Rent-A-Center Inc. (RCII - Analyst Report), the largest rent-to-own operator in the U.S, recently announced the opening of a new store in Watauga, Texas. The company through its latest store expects to offer luxury furnishings, electrical devices, electronics and computers to the residents of this region.

The new showroom in Watauga will offer brands like HP, Ashley, Sony, Serta and Whirlpool. Rent-A-Center now operates through 282 locations in Texas.

The residents of Watauga will now have the benefit of buying goods with flexible payment options, allowing its customers to pay weekly, biweekly or monthly. Moreover, the company offers a lifetime recall service while facilitating its customers to re-rent the same or a comparable item and get payments.

Rent-A-Center, which competes with Aaron’s Inc. (AAN) and Advance America, has an extensive network of more than 3,000 stores, facilitating the company to effectively penetrate into its target markets and gain a competitive advantage over its competitors.

Moreover, the company’s new business model called RAC Acceptance is gaining traction as it enhances consumers shopping experience. When the retailer denies the customer credit financing for a particular product, Rent-A-Center under its RAC Acceptance program acquires that product from the retailer and offers it to the consumer under a rental-purchase transaction.

However, the company’s business is seasonal in nature and typically generates stronger sales during the first quarter. The business is characterized by federal income tax refunds, which are used by the company’s customers to exercise early purchase option on the existing rental agreements. As a result, the company is exposed to significant risks if the quarter fails to deliver the expected operating performance.
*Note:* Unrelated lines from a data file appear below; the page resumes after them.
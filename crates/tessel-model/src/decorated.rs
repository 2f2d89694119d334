//! Decorated model elements.
//!
//! [`DecoratedElement`] is the part of every model element that deals with
//! decorators. It is built once from the element's AST node by
//! [`DecoratedElement::process`] and checked, any number of times, by
//! [`DecoratedElement::validate`]. Element kinds embed it and expose it
//! through the [`Decorated`] trait.

use std::{collections::HashSet, fmt};

use log::debug;

use tessel_core::{identifier::Id, span::Span};

use crate::{
    ast::{DeclarationKind, DecoratedNode},
    context::{FileId, ValidationContext},
    decorator::Decorator,
    error::{Diagnostic, ErrorCode, Result},
    factory::{DecoratorFactories, ResolveError},
};

/// The kind of element that owns a decorator list.
#[derive(Debug, Clone, Copy, PartialEq, Eq, Hash)]
pub enum ElementKind {
    /// Decorators on the namespace of a model file.
    ModelFile,
    /// Decorators on a top-level declaration of the given kind.
    Declaration(DeclarationKind),
    /// Decorators on a property or enum value.
    Property,
}

impl fmt::Display for ElementKind {
    fn fmt(&self, f: &mut fmt::Formatter<'_>) -> fmt::Result {
        match self {
            ElementKind::ModelFile => write!(f, "namespace"),
            ElementKind::Declaration(kind) => write!(f, "{}", kind.as_str()),
            ElementKind::Property => write!(f, "property"),
        }
    }
}

/// What a factory gets to know about the element a decorator is attached to.
#[derive(Debug, Clone, Copy, PartialEq, Eq)]
pub struct DecoratorOwner {
    file: FileId,
    kind: ElementKind,
    name: Id,
}

impl DecoratorOwner {
    pub fn new(file: FileId, kind: ElementKind, name: Id) -> Self {
        Self { file, kind, name }
    }

    /// Handle of the model file that contains the element.
    pub fn file(&self) -> FileId {
        self.file
    }

    pub fn kind(&self) -> ElementKind {
        self.kind
    }

    pub fn name(&self) -> Id {
        self.name
    }
}

/// The ordered decorator list of one model element.
#[derive(Debug)]
pub struct DecoratedElement {
    owner: DecoratorOwner,
    span: Span,
    decorators: Vec<Box<dyn Decorator>>,
}

impl DecoratedElement {
    /// Resolve the decorators of `node` through `factories`.
    ///
    /// The result holds exactly one decorator per raw decorator node, in
    /// source order. A node without a decorator list yields an empty list.
    ///
    /// # Errors
    ///
    /// Propagates the first [`ResolveError`] raised by a factory.
    pub fn process(
        owner: DecoratorOwner,
        node: &impl DecoratedNode,
        factories: &DecoratorFactories,
    ) -> std::result::Result<Self, ResolveError> {
        let raw = node.decorator_nodes().unwrap_or_default();

        let decorators = raw
            .iter()
            .map(|decorator| factories.resolve(owner, decorator))
            .collect::<std::result::Result<Vec<_>, _>>()?;

        if !decorators.is_empty() {
            debug!(
                element:% = owner.name(),
                kind:% = owner.kind(),
                count = decorators.len();
                "Decorators resolved"
            );
        }

        Ok(Self {
            owner,
            span: node.location(),
            decorators,
        })
    }

    pub fn owner(&self) -> DecoratorOwner {
        self.owner
    }

    /// Handle of the owning model file.
    pub fn file(&self) -> FileId {
        self.owner.file
    }

    /// Location of the element in the model source.
    pub fn span(&self) -> Span {
        self.span
    }

    /// All decorators in source order. Empty, never absent.
    pub fn decorators(&self) -> &[Box<dyn Decorator>] {
        &self.decorators
    }

    /// The first decorator named `name` (exact, case-sensitive match).
    pub fn decorator(&self, name: &str) -> Option<&dyn Decorator> {
        self.decorators
            .iter()
            .find(|decorator| decorator.name() == name)
            .map(|decorator| decorator.as_ref())
    }

    /// Validate every decorator, then reject duplicate decorator names.
    ///
    /// Element kinds call this before their own structural checks. It never
    /// changes the decorator list, so repeated calls give the same answer.
    ///
    /// # Errors
    ///
    /// Returns the first decorator's own error unchanged, or an
    /// [`ErrorCode::E200`] diagnostic naming the earliest duplicated name.
    pub fn validate(&self, ctx: ValidationContext<'_>) -> Result<()> {
        if self.decorators.is_empty() {
            return Ok(());
        }

        let ctx = ctx.in_file(self.owner.file);

        for decorator in &self.decorators {
            decorator.validate(ctx)?;
        }

        let distinct: HashSet<Id> = self.decorators.iter().map(|d| d.name()).collect();
        if distinct.len() == self.decorators.len() {
            return Ok(());
        }

        match first_duplicate(&self.decorators) {
            Some((first, duplicate)) => Err(self.duplicate_error(ctx, first, duplicate)),
            None => Ok(()),
        }
    }

    fn duplicate_error(
        &self,
        ctx: ValidationContext<'_>,
        first: usize,
        duplicate: usize,
    ) -> Diagnostic {
        let name = self.decorators[first].name();

        ctx.attach_file(
            Diagnostic::error(format!("Duplicate decorator {name}"))
                .with_code(ErrorCode::E200)
                .with_label(self.decorators[duplicate].span(), "duplicate decorator")
                .with_secondary_label(self.decorators[first].span(), "first applied here")
                .with_secondary_label(
                    self.span,
                    format!("on {} `{}`", self.owner.kind, self.owner.name),
                )
                .with_help(format!("remove all but one `@{name}` decorator")),
        )
    }
}

/// Index of the earliest decorator whose name reappears later, and the index
/// of its first reappearance.
fn first_duplicate(decorators: &[Box<dyn Decorator>]) -> Option<(usize, usize)> {
    decorators.iter().enumerate().find_map(|(i, decorator)| {
        let name = decorator.name();
        decorators[i + 1..]
            .iter()
            .position(|later| later.name() == name)
            .map(|offset| (i, i + 1 + offset))
    })
}

/// Model elements that carry decorators.
pub trait Decorated {
    fn decorated(&self) -> &DecoratedElement;

    /// All decorators in source order.
    fn decorators(&self) -> &[Box<dyn Decorator>] {
        self.decorated().decorators()
    }

    /// The first decorator named `name`.
    fn decorator(&self, name: &str) -> Option<&dyn Decorator> {
        self.decorated().decorator(name)
    }
}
Further, the company’s customers remain sensitive to macroeconomic factors including interest rate hikes, increase in fuel and energy costs, credit availability, unemployment levels, and high household debt levels, which may negatively impact their discretionary spending, and in turn, the company’s growth and profitability.

Currently, we have a long-term Neutral recommendation on the stock.   Besides, the company has a Zacks #3 Rank, which translates into a short-term Hold recommendation.